Claro que o parágrafo acima se refere apenas aos caipiras brasileiros, já que os caipiras estadunidenses costumam ser grandes babacas, dos quais o presidente Bush é o melhor exemplo. Curiosamente, quando se fala de música, os caipiras dos EUA detonam os nossos, pois enquanto os nossos fazem coisas como Leandro e Leonardo, os deles fazem o fenomenal Creedence Clearwater Revival. Isso sem falar que a própria música Country, equivalente direto deles ao nosso Sertanejo, é muito legal.

É fato que toda a equipe do DELFOS curte Rock, então admito que me surpreendi quando ninguém se manifestou quando perguntei quem gostaria de cobrir o show do Creedence Clearwater Revisited. O Guilherme, nosso representante true do mais pesado do Metal disse que eles eram Pop. O Cyrino os acusou, com certa razão, de serem uma banda cover (falo mais sobre isso em breve) e o Rezek… bem, acho que nesse momento, ele estava pensando no show do Michael Jackson que assistiu há tempos.
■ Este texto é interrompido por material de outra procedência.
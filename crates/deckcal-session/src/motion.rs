//! Motion controller seam and an in-memory gantry for tests and dry runs.

use crate::types::Axis;
use deckcal_core::Transform;
use log::debug;
use serde::{Deserialize, Serialize};
use std::collections::VecDeque;
use std::sync::{Arc, Condvar, Mutex, MutexGuard, PoisonError};

/// Hardware-level motion failure. Passed through to the caller unmodified.
#[derive(thiserror::Error, Debug, Clone, PartialEq, Eq, Serialize, Deserialize)]
#[serde(tag = "kind", rename_all = "snake_case")]
pub enum MotionError {
    #[error("motor stalled on axis {axis}")]
    Stall { axis: Axis },
    #[error("motion timed out")]
    Timeout,
    #[error("gantry is not homed")]
    NotHomed,
}

/// Drives the gantry carriage. Positions are the physical carriage pose in
/// machine coordinates; implementations block until the motion completes.
pub trait MotionController: Send + Sync {
    fn move_to(&self, target: &Transform) -> Result<(), MotionError>;
    fn move_relative(&self, axis: Axis, distance: f64) -> Result<(), MotionError>;
    fn current_position(&self) -> Transform;
}

fn lock<T>(m: &Mutex<T>) -> MutexGuard<'_, T> {
    m.lock().unwrap_or_else(PoisonError::into_inner)
}

#[derive(Debug, Default)]
struct GateState {
    open: bool,
    waiting: usize,
}

/// Holds motions back until opened. Lets tests observe a motion in flight.
#[derive(Debug, Default)]
pub struct MotionGate {
    state: Mutex<GateState>,
    changed: Condvar,
}

impl MotionGate {
    pub fn closed() -> Arc<Self> {
        Arc::new(Self::default())
    }

    pub fn open(&self) {
        lock(&self.state).open = true;
        self.changed.notify_all();
    }

    /// Block until at least `n` motions are parked on the gate.
    pub fn wait_for_waiters(&self, n: usize) {
        let mut state = lock(&self.state);
        while state.waiting < n {
            state = self
                .changed
                .wait(state)
                .unwrap_or_else(PoisonError::into_inner);
        }
    }

    fn pass(&self) {
        let mut state = lock(&self.state);
        state.waiting += 1;
        self.changed.notify_all();
        while !state.open {
            state = self
                .changed
                .wait(state)
                .unwrap_or_else(PoisonError::into_inner);
        }
        state.waiting -= 1;
    }
}

#[derive(Debug)]
struct GantryState {
    position: Transform,
    homed: bool,
    faults: VecDeque<MotionError>,
    motions: usize,
}

/// Frictionless gantry: every motion lands exactly where commanded.
#[derive(Debug)]
pub struct SimulatedGantry {
    state: Mutex<GantryState>,
    gate: Option<Arc<MotionGate>>,
}

impl Default for SimulatedGantry {
    fn default() -> Self {
        Self::homed_at(Transform::identity())
    }
}

impl SimulatedGantry {
    pub fn homed_at(position: Transform) -> Self {
        Self {
            state: Mutex::new(GantryState {
                position,
                homed: true,
                faults: VecDeque::new(),
                motions: 0,
            }),
            gate: None,
        }
    }

    pub fn unhomed() -> Self {
        let gantry = Self::default();
        lock(&gantry.state).homed = false;
        gantry
    }

    pub fn with_gate(mut self, gate: Arc<MotionGate>) -> Self {
        self.gate = Some(gate);
        self
    }

    pub fn home(&self, position: Transform) {
        let mut state = lock(&self.state);
        state.position = position;
        state.homed = true;
    }

    /// Queue a failure for the next motion. Failed motions leave the
    /// carriage where it was.
    pub fn inject_fault(&self, fault: MotionError) {
        lock(&self.state).faults.push_back(fault);
    }

    /// Number of motions that completed successfully.
    pub fn motion_count(&self) -> usize {
        lock(&self.state).motions
    }

    fn run(&self, apply: impl FnOnce(&mut Transform)) -> Result<(), MotionError> {
        if let Some(gate) = &self.gate {
            gate.pass();
        }
        let mut state = lock(&self.state);
        if !state.homed {
            return Err(MotionError::NotHomed);
        }
        if let Some(fault) = state.faults.pop_front() {
            debug!("simulated gantry fault: {fault}");
            return Err(fault);
        }
        apply(&mut state.position);
        state.motions += 1;
        Ok(())
    }
}

impl MotionController for SimulatedGantry {
    fn move_to(&self, target: &Transform) -> Result<(), MotionError> {
        self.run(|pos| *pos = *target)
    }

    fn move_relative(&self, axis: Axis, distance: f64) -> Result<(), MotionError> {
        self.run(|pos| {
            let mut delta = [0.0; 3];
            delta[axis.index()] = distance;
            *pos = Transform::from_translation(delta[0], delta[1], delta[2]) * *pos;
        })
    }

    fn current_position(&self) -> Transform {
        lock(&self.state).position
    }
}

#[cfg(test)]
mod tests {
    use super::*;
    use approx::assert_abs_diff_eq;
    use std::thread;

    #[test]
    fn relative_moves_accumulate_in_machine_frame() {
        let gantry = SimulatedGantry::homed_at(Transform::from_translation(10.0, 20.0, 30.0));
        gantry.move_relative(Axis::X, 1.5).expect("x");
        gantry.move_relative(Axis::Z, -4.5).expect("z");
        let p = gantry.current_position().position();
        assert_abs_diff_eq!(p.x, 11.5, epsilon = 1e-12);
        assert_abs_diff_eq!(p.y, 20.0, epsilon = 1e-12);
        assert_abs_diff_eq!(p.z, 25.5, epsilon = 1e-12);
        assert_eq!(gantry.motion_count(), 2);
    }

    #[test]
    fn injected_faults_fire_once_and_keep_position() {
        let gantry = SimulatedGantry::default();
        gantry.inject_fault(MotionError::Stall { axis: Axis::Y });
        let target = Transform::from_translation(5.0, 5.0, 5.0);
        assert_eq!(
            gantry.move_to(&target),
            Err(MotionError::Stall { axis: Axis::Y })
        );
        assert_eq!(gantry.current_position(), Transform::identity());
        gantry.move_to(&target).expect("second attempt");
        assert_eq!(gantry.current_position(), target);
    }

    #[test]
    fn unhomed_gantry_refuses_motion() {
        let gantry = SimulatedGantry::unhomed();
        assert_eq!(
            gantry.move_relative(Axis::X, 1.0),
            Err(MotionError::NotHomed)
        );
        gantry.home(Transform::identity());
        assert!(gantry.move_relative(Axis::X, 1.0).is_ok());
    }

    #[test]
    fn gate_parks_motion_until_opened() {
        let gate = MotionGate::closed();
        let gantry = Arc::new(SimulatedGantry::default().with_gate(Arc::clone(&gate)));

        let worker = {
            let gantry = Arc::clone(&gantry);
            thread::spawn(move || gantry.move_relative(Axis::Y, 2.0))
        };
        gate.wait_for_waiters(1);
        assert_eq!(gantry.motion_count(), 0);
        gate.open();
        worker.join().expect("join").expect("motion");
        assert_eq!(gantry.motion_count(), 1);
    }
}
O problema era que o show do Dio estava marcado para o dia seguinte e cobrir sozinho dois shows seguidos, ainda mais nos dias da semana mais pesados para mim por diversos motivos, seria extremamente desgastante (cobrir um show é muito mais trabalho do que a maior parte das pessoas pensa, acredite). Então insisti um pouco e acabei convencendo o Cyrino a cobrir o show caso emprestasse um CD da banda para ele. O problema é que ele só poderia cobrir o segundo dia. Adivinha só: fomos credenciados apenas para o primeiro.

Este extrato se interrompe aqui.